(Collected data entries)
[Start of Attachment]
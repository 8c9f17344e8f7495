//! Clock sources. The instant (`now_ms`) is used for arithmetic, the local
//! date-time (`now`) for display and calendar lookups.

use chrono::{DateTime, Local, TimeZone};
use std::cell::Cell;
use std::rc::Rc;

pub trait Clock {
    fn now(&self) -> DateTime<Local>;

    fn now_ms(&self) -> i64 {
        self.now().timestamp_millis()
    }
}

#[derive(Debug, Clone, Copy, Default)]
pub struct SystemClock;

impl Clock for SystemClock {
    fn now(&self) -> DateTime<Local> {
        Local::now()
    }
}

/// Settable clock. Clones share the same instant.
///
/// Test double: the binary always runs on `SystemClock`.
#[derive(Debug, Clone)]
pub struct ManualClock {
    ms: Rc<Cell<i64>>,
}

impl ManualClock {
    pub fn at(start: DateTime<Local>) -> Self {
        Self {
            ms: Rc::new(Cell::new(start.timestamp_millis())),
        }
    }

    pub fn set(&self, at: DateTime<Local>) {
        self.ms.set(at.timestamp_millis());
    }

    pub fn advance_ms(&self, ms: i64) {
        self.ms.set(self.ms.get() + ms);
    }

    pub fn advance_secs(&self, secs: i64) {
        self.advance_ms(secs * 1_000);
    }
}

impl Clock for ManualClock {
    fn now(&self) -> DateTime<Local> {
        Local
            .timestamp_millis_opt(self.ms.get())
            .single()
            .unwrap_or_else(Local::now)
    }

    fn now_ms(&self) -> i64 {
        self.ms.get()
    }
}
[End of Attachment]
What you have to do:
Extract the complete data, matching each line exactly.

Task answer:
repository 8c9f17344e8f7495
//! Clock sources. The instant (`now_ms`) is used for arithmetic, the local
//! date-time (`now`) for display and calendar lookups.

use chrono::{DateTime, Local, TimeZone};
use std::cell::Cell;
use std::rc::Rc;

pub trait Clock {
    fn now(&self) -> DateTime<Local>;

    fn now_ms(&self) -> i64 {
        self.now().timestamp_millis()
    }
}

#[derive(Debug, Clone, Copy, Default)]
pub struct SystemClock;

impl Clock for SystemClock {
    fn now(&self) -> DateTime<Local> {
        Local::now()
    }
}

/// Settable clock. Clones share the same instant.
///
/// Test double: the binary always runs on `SystemClock`.
#[derive(Debug, Clone)]
pub struct ManualClock {
    ms: Rc<Cell<i64>>,
}

impl ManualClock {
    pub fn at(start: DateTime<Local>) -> Self {
        Self {
            ms: Rc::new(Cell::new(start.timestamp_millis())),
        }
    }

    pub fn set(&self, at: DateTime<Local>) {
        self.ms.set(at.timestamp_millis());
    }

    pub fn advance_ms(&self, ms: i64) {
        self.ms.set(self.ms.get() + ms);
    }

    pub fn advance_secs(&self, secs: i64) {
        self.advance_ms(secs * 1_000);
    }
}

impl Clock for ManualClock {
    fn now(&self) -> DateTime<Local> {
        Local
            .timestamp_millis_opt(self.ms.get())
            .single()
            .unwrap_or_else(Local::now)
    }

    fn now_ms(&self) -> i64 {
        self.ms.get()
    }
}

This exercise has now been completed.